FutureEverything, Manchester’s digital arts and innovation festival, is enjoying an overwhelmingly positive reaction to its interactive public artworks, installations and events currently being hosted in Singapore. 

The eight-day FutureEverything Singapore festival, which finished yesterday, has also attracted extensive media interest from TV, newspapers, magazines and online publications from across Asia Pacific. One of their projects, the Signals of Tomorrow innovation lab, has also been featured on the BBC World Service’s ‘Click’ technology show which is watched around the world. 

 Many in the media have focussed on the phenomenal success of ‘Hello Lamp Post’ – a playful, public realm interactive experiment where objects and street furniture across Singapore seemingly come to life and hold conversations with members of the public via SMS text messaging. One of the most popular landmarks featured in the work is Singapore’s famous Merlion; a huge half fish, half lion stone structure which spouts water from its mouth. First unveiled in 1972, the 70 tonne, 8.5 metre high statue has become an international symbol for Singapore and a must-see visitor attraction.

The Hello Lamp Post project, which has also seen fire hydrants, shops, post boxes, streetlamps, signposts and statues all ‘come alive’, has seen over 3,000 messages per day being sent to inanimate objects by the general public.

Another very well-received event has been The Chronarium, a temporary public sleep laboratory which is presented as an immersive audio-visual arts experience. 

 Upon entering The Chronarium, which is a huge hanging net, visitors are invited to lie back and rest inside white fabric pods which are suspended above the ground. The pods then gently rock back and forth while the ‘patients’ are exposed to different audio and visual stimuli, including ‘pink noise’ and coloured lighting, which is designed to help reset their internal circadian rhythms during a 15 minute session.

 Drew Hemment, founder and Chief Executive of FutureEverything, said of the success in Singapore:

“We were confident that people would enjoy experiences like Hello Lamp Post and The Chronarium as they are both very accessible, interactive and playful. However I’ve been genuinely overwhelmed at how enthusiastic everyone has been about the whole concept of the festival, the ideas which have shaped it, and the fact it has all been produced by a team from Manchester.

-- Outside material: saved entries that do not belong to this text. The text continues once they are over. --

//! Tracing configuration for structured logging
//!
//! The binary configures the subscriber; library code only emits events.
//! `log` records from the backends are bridged into the same subscriber.

#[cfg(feature = "cli")]
use tracing_subscriber::{layer::SubscriberExt, util::SubscriberInitExt, EnvFilter, Registry};

/// Configuration for tracing output format
#[derive(Debug, Clone, Copy, PartialEq, Eq)]
pub enum TracingFormat {
    /// Human-readable console output with colors (default)
    Console,
    /// Compact console output without ANSI colors, for CI and containers
    Compact,
    /// JSON structured logging
    #[cfg(feature = "tracing-json")]
    Json,
}

/// Tracing configuration builder
#[derive(Debug, Clone)]
pub struct TracingConfig {
    /// Verbosity level (maps to log levels)
    pub verbosity: u8,
    pub format: TracingFormat,
    /// Environment filter string (overrides verbosity if set)
    pub env_filter: Option<String>,
    /// Session ID for correlation
    pub session_id: Option<String>,
}

impl Default for TracingConfig {
    fn default() -> Self {
        Self {
            verbosity: 0,
            format: TracingFormat::Console,
            env_filter: None,
            session_id: None,
        }
    }
}

impl TracingConfig {
    #[must_use]
    pub fn new() -> Self {
        Self::default()
    }

    /// Set verbosity level (0-2+)
    #[must_use]
    pub fn with_verbosity(mut self, verbosity: u8) -> Self {
        self.verbosity = verbosity;
        self
    }

    #[must_use]
    pub fn with_format(mut self, format: TracingFormat) -> Self {
        self.format = format;
        self
    }

    /// Set custom environment filter
    #[must_use]
    pub fn with_env_filter<S: Into<String>>(mut self, filter: S) -> Self {
        self.env_filter = Some(filter.into());
        self
    }

    /// Set session ID for correlation
    #[must_use]
    pub fn with_session_id<S: Into<String>>(mut self, session_id: S) -> Self {
        self.session_id = Some(session_id.into());
        self
    }

    /// Convert verbosity level to tracing filter string
    #[must_use]
    pub fn verbosity_to_filter(&self) -> &'static str {
        match self.verbosity {
            0 => "info",
            1 => "debug",
            _ => "trace",
        }
    }

    /// Initialize the global subscriber
    ///
    /// # Errors
    /// - Invalid filter directive
    /// - A global subscriber is already installed
    #[cfg(feature = "cli")]
    pub fn init(self) -> anyhow::Result<()> {
        use tracing_subscriber::fmt;

        let filter = match &self.env_filter {
            Some(env_filter) => EnvFilter::try_new(env_filter)?,
            None => EnvFilter::try_new(self.verbosity_to_filter())?,
        };

        let registry = Registry::default().with(filter);

        match self.format {
            TracingFormat::Console => {
                let fmt_layer = fmt::layer()
                    .with_ansi(true)
                    .with_target(false)
                    .with_thread_ids(false)
                    .with_file(false)
                    .with_line_number(false)
                    .with_level(true)
                    .compact();

                registry.with(fmt_layer).try_init()?;
            },

            TracingFormat::Compact => {
                let fmt_layer = fmt::layer()
                    .with_ansi(false)
                    .with_target(false)
                    .with_thread_ids(false)
                    .with_file(false)
                    .with_line_number(false)
                    .compact();

                registry.with(fmt_layer).try_init()?;
            },

            #[cfg(feature = "tracing-json")]
            TracingFormat::Json => {
                let fmt_layer = fmt::layer()
                    .json()
                    .with_current_span(true)
                    .with_span_list(true);

                registry.with(fmt_layer).try_init()?;
            },
        }

        if let Some(session_id) = &self.session_id {
            tracing::info!(session_id = %session_id, "🚀 Wardrobe parser session started");
        }

        Ok(())
    }
}

/// Initialize tracing with CLI defaults. `RUST_LOG`, when set, wins over `-v`.
///
/// # Errors
/// - Invalid `RUST_LOG` directive
/// - A global subscriber is already installed
#[cfg(feature = "cli")]
pub fn init_cli_tracing(verbosity: u8, json: bool) -> anyhow::Result<String> {
    let session_id = uuid::Uuid::new_v4().to_string();

    let mut config = TracingConfig::new()
        .with_verbosity(verbosity)
        .with_session_id(session_id.clone());

    if let Ok(filter) = std::env::var(EnvFilter::DEFAULT_ENV) {
        if !filter.trim().is_empty() {
            config = config.with_env_filter(filter);
        }
    }

    config = if json {
        #[cfg(feature = "tracing-json")]
        {
            config.with_format(TracingFormat::Json)
        }
        #[cfg(not(feature = "tracing-json"))]
        {
            config.with_format(TracingFormat::Compact)
        }
    } else {
        config.with_format(TracingFormat::Console)
    };

    config.init()?;
    Ok(session_id)
}

/// Span creation helpers for common operations
pub mod spans {
    use tracing::{Level, Span};

    /// Span for one process run
    pub fn session(session_id: &str, dataset: &str, provider: &str) -> Span {
        tracing::span!(
            Level::INFO,
            "session",
            session_id = %session_id,
            dataset = %dataset,
            provider = %provider
        )
    }

    /// Span for loading the parsing network
    pub fn model_loading(weights_path: &std::path::Path, provider: &str) -> Span {
        tracing::span!(
            Level::INFO,
            "model_loading",
            weights_path = %weights_path.display(),
            provider = %provider
        )
    }

    /// Span for one HTTP request
    pub fn request(request_id: &str, method: &str, path: &str) -> Span {
        tracing::span!(
            Level::INFO,
            "request",
            request_id = %request_id,
            method = %method,
            path = %path
        )
    }

    /// Span for parsing one file from the command line
    pub fn file_processing(file_path: &std::path::Path) -> Span {
        tracing::span!(
            Level::INFO,
            "file_processing",
            file_path = %file_path.display()
        )
    }
}
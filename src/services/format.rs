//! Transport encoding for cutouts
//!
//! Cutouts leave the service as PNG (RGBA) wrapped in standard base64 with
//! padding.

use crate::{
    error::{Result, WardrobeError},
    types::{ParsedItem, ResponseItem},
};
use base64::{engine::general_purpose::STANDARD, Engine as _};
use image::{codecs::png::PngEncoder, ImageEncoder, RgbaImage};

/// Service for encoding cutouts into the response format
pub struct OutputFormatHandler;

impl OutputFormatHandler {
    /// Encode an RGBA image as PNG bytes
    ///
    /// # Errors
    /// - PNG encoder failure
    pub fn encode_png(image: &RgbaImage) -> Result<Vec<u8>> {
        let mut bytes = Vec::new();
        PngEncoder::new(&mut bytes)
            .write_image(
                image.as_raw(),
                image.width(),
                image.height(),
                image::ExtendedColorType::Rgba8,
            )
            .map_err(|e| {
                WardrobeError::processing_stage_error(
                    "encode",
                    &format!("PNG encoding failed: {e}"),
                    Some(&format!("{}x{}", image.width(), image.height())),
                )
            })?;
        Ok(bytes)
    }

    /// Standard base64 with padding
    #[must_use]
    pub fn to_base64(bytes: &[u8]) -> String {
        STANDARD.encode(bytes)
    }

    /// Encode one parsed item for the wire
    ///
    /// # Errors
    /// - PNG encoder failure
    pub fn encode_item(item: &ParsedItem) -> Result<ResponseItem> {
        let png = Self::encode_png(&item.cutout)?;
        Ok(ResponseItem {
            item_type: item.category,
            image_png_base64: Self::to_base64(&png),
        })
    }

    /// Get the file extension used for saved cutouts
    #[must_use]
    pub fn get_extension() -> &'static str {
        "png"
    }
}
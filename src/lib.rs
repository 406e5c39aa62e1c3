#![allow(clippy::too_many_lines)]
#![allow(clippy::missing_errors_doc)]
#![allow(clippy::missing_panics_doc)]
#![allow(clippy::uninlined_format_args)]

//! # Wardrobe Parse
//!
//! Human-parsing wardrobe extractor. Given a photo of a person, the pipeline
//! segments clothing regions with a self-correcting human-parsing network,
//! merges the regions into wardrobe items (top, outerwear, pants, shoes, ...)
//! and returns each item as a transparent PNG cutout.
//!
//! ## Pipeline
//!
//! 1. **Frame warp**: the image is fitted, aspect preserved, into the network
//!    frame with an affine warp ([`utils::transform`]).
//! 2. **Inference**: the exported network runs on ONNX Runtime or Tract
//!    ([`backends`]); the finest parsing head is kept.
//! 3. **Remap**: logits are warped back to original resolution and reduced to
//!    a per-pixel class map ([`utils::remap`]).
//! 4. **Aggregation**: classes are merged into items and small regions dropped
//!    ([`utils::aggregate`]).
//! 5. **Cleanup**: each item mask is opened then closed with an elliptical
//!    element ([`utils::morphology`]).
//! 6. **Cutout**: masks become alpha channels and are cropped with padding
//!    ([`utils::cutout`]).
//!
//! ## Quick Start
//!
//! ```rust,no_run
//! use wardrobe_parse::{Dataset, ParserConfig, WardrobeParser};
//!
//! # fn example() -> anyhow::Result<()> {
//! let config = ParserConfig::builder()
//!     .dataset(Dataset::Lip)
//!     .weights_path("checkpoints/lip.onnx")
//!     .build()?;
//! let parser = WardrobeParser::new(config)?;
//!
//! let image = image::open("person.jpg")?;
//! for item in parser.parse_image(&image)?.items {
//!     item.cutout.save(format!("{}.png", item.category))?;
//! }
//! # Ok(())
//! # }
//! ```
//!
//! ### Feature Flags
//!
//! - `onnx` (default): ONNX Runtime backend with CUDA and CoreML support
//! - `tract` (default): Pure Rust backend
//! - `server`: HTTP API (`POST /parse`, `GET /health`)
//! - `cli` (default): `wardrobe-parse` binary, implies `server`
//! - `tracing-json`: JSON log output

pub mod backends;
#[cfg(feature = "cli")]
pub mod cli;
pub mod config;
pub mod error;
pub mod inference;
pub mod models;
pub mod processor;
#[cfg(feature = "server")]
pub mod server;
pub mod services;
pub mod tracing_config;
pub mod types;
pub mod utils;

// Public API exports
pub use backends::MockBackend;
#[cfg(feature = "onnx")]
pub use backends::OnnxBackend;
#[cfg(feature = "tract")]
pub use backends::TractBackend;
pub use config::{ExecutionProvider, ParserConfig, ParserConfigBuilder};
pub use error::{Result, WardrobeError};
pub use inference::{InferenceBackend, ParsingEngine};
pub use models::{Dataset, DatasetConfig, ItemCategory, ModelManager};
pub use processor::{BackendFactory, BackendType, DefaultBackendFactory, WardrobeParser};
pub use services::{ImageIOService, OutputFormatHandler};
pub use types::{
    ItemMask, ParseOutput, ParseResponse, ParsedItem, ParsingMap, ProcessingTimings, ResponseItem,
};
pub use utils::{ExecutionProviderManager, MinPixelRule, ProviderInfo};

#[cfg(feature = "cli")]
pub use tracing_config::init_cli_tracing;
pub use tracing_config::{spans, TracingConfig, TracingFormat};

This has been FutureEverything’s first major festival in Asia, and the first festival of its kind in Singapore, more than 30,000 Singaporeans, tourists, international artists and global thought-leaders are expected to attend.

 

The festival commission, which is worth around £500,000, was highlighted in a speech earlier this year by British Prime Minister David Cameron, given in Singapore, as an outstanding example of how the UK can work closely with Singapore to develop more commercial and cultural opportunities.